VMware Cloud Community
sbonds
Contributor
Contributor
Jump to solution

How can I complete a VCSA CLI Install? Error seen: "Failed to authenticate with the guest operating system using the supplied credentials."

Environment

  • HP DL380 G7, 96GB RAM, 2 Xeon L5630 CPUs, 8 total cores available
  • ESXi 6.0U3, HPE version
  • ESXi freshly installed onto internal SD card, no other VMs present
  • 3TB of RAID-10 datastore available (empty)

Problem

When installing the vCenter Server Appliance using the CLI, after a 45 minute pause at "RPM Install: Progress: 95% Configuring the maching" I get a final fatal error: "Failed to authenticate with the guest operating system using the supplied credentials."

Details

First of all, hats of to vMware for providing this article: https://kb.vmware.com/s/article/2106760 ("Triaging a vCenter Server Appliance 6.0 installation Failure") Those are the sorts of articles that can really help by providing basic info about what the software is trying to do and letting us use our own brains to try and find why it's not doing what's intended. (Contrasted with the guides that try to find specific solutions for every possible problem-- an impossible goal.)

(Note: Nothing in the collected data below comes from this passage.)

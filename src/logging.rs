//! Logging backend setup.
//!
//! tessera only emits `tracing` events; it never needs a subscriber to work.
//! Binaries that want the default behaviour (JSON lines, level from
//! `RUST_LOG`) call [`init`] once at startup.
//!
//! Records go to every entry of [`LoggingConfig::outputs`]: `"stderr"`,
//! `"stdout"`, or a file path opened for appending. An empty list means
//! stderr.

use std::fs::OpenOptions;
use std::io;
use std::sync::Mutex;

use serde::Deserialize;
use tracing_subscriber::EnvFilter;
use tracing_subscriber::fmt::writer::{BoxMakeWriter, MakeWriterExt};

use crate::error::Error;

#[derive(Debug, Clone, Deserialize)]
#[serde(default)]
pub struct LoggingConfig {
    /// Lowers the default level from `info` to `debug`.
    pub debug: bool,
    /// JSON lines when `true`, human-readable text otherwise.
    pub json: bool,
    pub outputs: Vec<String>,
}

impl Default for LoggingConfig {
    fn default() -> Self {
        Self { debug: false, json: true, outputs: vec!["stderr".to_owned()] }
    }
}

impl LoggingConfig {
    fn default_directive(&self) -> &'static str {
        if self.debug { "debug" } else { "info" }
    }

    /// One writer fanning out to every configured output.
    pub fn writer(&self) -> Result<BoxMakeWriter, Error> {
        let mut writer: Option<BoxMakeWriter> = None;
        for output in &self.outputs {
            let next = open(output)?;
            writer = Some(match writer {
                Some(all) => BoxMakeWriter::new(all.and(next)),
                None => next,
            });
        }
        Ok(writer.unwrap_or_else(|| BoxMakeWriter::new(io::stderr)))
    }
}

fn open(output: &str) -> Result<BoxMakeWriter, Error> {
    match output {
        "stderr" => Ok(BoxMakeWriter::new(io::stderr)),
        "stdout" => Ok(BoxMakeWriter::new(io::stdout)),
        path => {
            let file = OpenOptions::new()
                .create(true)
                .append(true)
                .open(path)
                .map_err(|e| Error::Logging(format!("{path}: {e}")))?;
            Ok(BoxMakeWriter::new(Mutex::new(file)))
        }
    }
}

/// Installs the global subscriber. `RUST_LOG`, when set, wins over `debug`.
///
/// Fails with [`Error::Logging`] when an output cannot be opened or when
/// called twice.
pub fn init(config: &LoggingConfig) -> Result<(), Error> {
    let filter = EnvFilter::try_from_default_env()
        .unwrap_or_else(|_| EnvFilter::new(config.default_directive()));

    let builder = tracing_subscriber::fmt()
        .with_env_filter(filter)
        .with_writer(config.writer()?);

    let result = if config.json {
        builder.json().try_init()
    } else {
        builder.try_init()
    };
    result.map_err(|e| Error::Logging(e.to_string()))
}

#[cfg(test)]
mod tests {
    use std::fs;

    use super::*;

    #[test]
    fn defaults_to_json_at_info_on_stderr() {
        let cfg = LoggingConfig::default();
        assert!(cfg.json);
        assert_eq!(cfg.outputs, ["stderr"]);
        assert_eq!(cfg.default_directive(), "info");
        assert_eq!(LoggingConfig { debug: true, ..cfg }.default_directive(), "debug");
    }

    #[test]
    fn records_reach_every_file_output() {
        let dir = tempfile::tempdir().unwrap();
        let first = dir.path().join("first.log");
        let second = dir.path().join("second.log");
        let cfg = LoggingConfig {
            outputs: vec![
                first.display().to_string(),
                "stderr".to_owned(),
                second.display().to_string(),
            ],
            ..LoggingConfig::default()
        };

        let subscriber = tracing_subscriber::fmt().json().with_writer(cfg.writer().unwrap()).finish();
        tracing::subscriber::with_default(subscriber, || {
            tracing::info!(source = "rest", "written twice");
        });

        for path in [first, second] {
            let line = fs::read_to_string(&path).unwrap();
            let record: serde_json::Value = serde_json::from_str(line.trim()).unwrap();
            assert_eq!(record["fields"]["message"], "written twice");
            assert_eq!(record["fields"]["source"], "rest");
        }
    }

    #[test]
    fn empty_outputs_fall_back_to_stderr() {
        let cfg = LoggingConfig { outputs: Vec::new(), ..LoggingConfig::default() };
        assert!(cfg.writer().is_ok());
    }

    #[test]
    fn unopenable_output_is_an_error() {
        let dir = tempfile::tempdir().unwrap();
        let cfg = LoggingConfig {
            outputs: vec![dir.path().join("missing/dir/api.log").display().to_string()],
            ..LoggingConfig::default()
        };
        assert!(matches!(cfg.writer(), Err(Error::Logging(_))));
        assert!(matches!(init(&cfg), Err(Error::Logging(_))));
    }

    #[test]
    fn second_init_fails_instead_of_panicking() {
        let cfg = LoggingConfig::default();
        let _ = init(&cfg);
        assert!(matches!(init(&cfg), Err(Error::Logging(_))));
    }
}
//! Outgoing HTTP response type and the [`IntoResponse`] conversion trait.
//!
//! Handlers build a [`Response`] and return it. The dispatcher writes it
//! through a [`ResponseWriter`] afterwards; handlers never see the sink.

use bytes::Bytes;
use http::header::{CONTENT_TYPE, HeaderName, HeaderValue};
use http::{HeaderMap, StatusCode};
use tracing::{error, warn};

use crate::error::ApiError;
use crate::writer::ResponseWriter;

pub(crate) const JSON_CONTENT_TYPE: &str = "application/json; charset=utf-8";
const TEXT_CONTENT_TYPE: &str = "text/plain; charset=utf-8";

// ── Response ─────────────────────────────────────────────────────────────────

/// An outgoing HTTP response.
///
/// # Shortcuts (200 OK, no custom headers needed)
///
/// ```rust
/// use http::StatusCode;
/// use tessera::Response;
///
/// Response::json(br#"{"id":1}"#.to_vec());
/// Response::text("hello");
/// Response::status(StatusCode::NO_CONTENT);
/// ```
///
/// # Builder (custom status or headers)
///
/// ```rust
/// use http::StatusCode;
/// use tessera::Response;
///
/// Response::builder()
///     .status(StatusCode::CREATED)
///     .header("location", "/users/42")
///     .json(br#"{"id":42}"#.to_vec());
/// ```
#[derive(Debug, Clone)]
pub struct Response {
    pub(crate) status: StatusCode,
    pub(crate) headers: HeaderMap,
    pub(crate) body: Bytes,
}

impl Response {
    /// `200 OK` with `application/json; charset=utf-8`.
    pub fn json(body: impl Into<Bytes>) -> Self {
        Self::builder().json(body)
    }

    /// `200 OK` with `text/plain; charset=utf-8`.
    pub fn text(body: impl Into<String>) -> Self {
        Self::builder().text(body)
    }

    /// Response with no body.
    pub fn status(code: StatusCode) -> Self {
        Self { status: code, headers: HeaderMap::new(), body: Bytes::new() }
    }

    /// Builder for responses that need a custom status or extra headers.
    pub fn builder() -> ResponseBuilder {
        ResponseBuilder { status: StatusCode::OK, headers: HeaderMap::new() }
    }

    pub fn status_code(&self) -> StatusCode {
        self.status
    }

    pub fn headers(&self) -> &HeaderMap {
        &self.headers
    }

    pub fn body(&self) -> &[u8] {
        &self.body
    }

    /// Writes headers, status, then body into `w`. Returns the status written.
    ///
    /// Headers are appended, so anything the dispatcher already placed on the
    /// sink (CORS, security headers) is kept.
    pub fn write_to<W: ResponseWriter + ?Sized>(self, w: &mut W) -> StatusCode {
        let mut last: Option<HeaderName> = None;
        for (name, value) in self.headers {
            // `HeaderMap::into_iter` yields `None` for repeated values of the
            // previous name.
            if let Some(name) = name {
                last = Some(name);
            }
            if let Some(name) = &last {
                w.headers_mut().append(name.clone(), value);
            }
        }

        w.write_header(self.status);
        if !self.body.is_empty() {
            if let Err(e) = w.write(&self.body) {
                warn!(source = "rest", error = %e, "response body write failed");
            }
        }
        self.status
    }
}

// ── ResponseBuilder ───────────────────────────────────────────────────────────

/// Fluent builder for [`Response`].
///
/// Obtain via [`Response::builder()`]. Defaults to `200 OK`.
/// Terminated by a typed body method.
#[derive(Debug)]
pub struct ResponseBuilder {
    status: StatusCode,
    headers: HeaderMap,
}

impl ResponseBuilder {
    pub fn status(mut self, code: StatusCode) -> Self {
        self.status = code;
        self
    }

    /// Adds a header. Names or values that are not valid HTTP are dropped
    /// with an error log.
    pub fn header(mut self, name: &str, value: &str) -> Self {
        match (HeaderName::try_from(name), HeaderValue::try_from(value)) {
            (Ok(n), Ok(v)) => {
                self.headers.append(n, v);
            }
            _ => error!(source = "rest", header = name, "invalid response header dropped"),
        }
        self
    }

    /// Terminate with a JSON body.
    pub fn json(self, body: impl Into<Bytes>) -> Response {
        self.finish(JSON_CONTENT_TYPE, body.into())
    }

    /// Terminate with a plain-text body.
    pub fn text(self, body: impl Into<String>) -> Response {
        self.finish(TEXT_CONTENT_TYPE, Bytes::from(body.into()))
    }

    /// Terminate with no body (e.g. `204 No Content`, `201 Created` + `Location`).
    pub fn no_body(self) -> Response {
        Response { status: self.status, headers: self.headers, body: Bytes::new() }
    }

    fn finish(mut self, content_type: &'static str, body: Bytes) -> Response {
        self.headers.insert(CONTENT_TYPE, HeaderValue::from_static(content_type));
        Response { status: self.status, headers: self.headers, body }
    }
}

// ── IntoResponse ──────────────────────────────────────────────────────────────

/// Conversion into an HTTP [`Response`].
///
/// Implement on your own types to return them directly from handlers.
/// [`ApiError`] and `Result<T, ApiError>` are already covered: errors go
/// through the same normalisation as [`reply::respond`](crate::reply::respond).
pub trait IntoResponse {
    fn into_response(self) -> Response;
}

impl IntoResponse for Response {
    fn into_response(self) -> Response { self }
}

impl IntoResponse for &'static str {
    fn into_response(self) -> Response { Response::text(self) }
}

impl IntoResponse for String {
    fn into_response(self) -> Response { Response::text(self) }
}

/// Return a status directly from a handler: `return StatusCode::NO_CONTENT`
impl IntoResponse for StatusCode {
    fn into_response(self) -> Response { Response::status(self) }
}

impl IntoResponse for ApiError {
    fn into_response(self) -> Response { crate::reply::error(self) }
}

impl<T: IntoResponse> IntoResponse for Result<T, ApiError> {
    fn into_response(self) -> Response {
        match self {
            Ok(v) => v.into_response(),
            Err(e) => e.into_response(),
        }
    }
}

The first error seen in the /tmp/vcsaCliInstaller-<datestamp>/vcsa-cli-installer.log file seems to suggest a possible problem:

2018-01-11 21:01:38,004 - vCSACliInstallLogger - TRACE - Cannot download file /var/log/firstboot/rpmInstall.json from esx60dl380.mydomain.net. Got error: Failed to download file from guest

with error '(vim.fault.InvalidGuestLogin) {

   dynamicType = <unset>,

   dynamicProperty = (vmodl.DynamicProperty) [],

   msg = 'Failed to authenticate with the guest operating system using the supplied credentials.',

   faultCause = <unset>,

   faultMessage = (vmodl.LocalizableMessage) []

}'

The odd part about this message is that the download fails against THE ESXi SERVER but it appears that the file would be one generated on THE VCSA GUEST.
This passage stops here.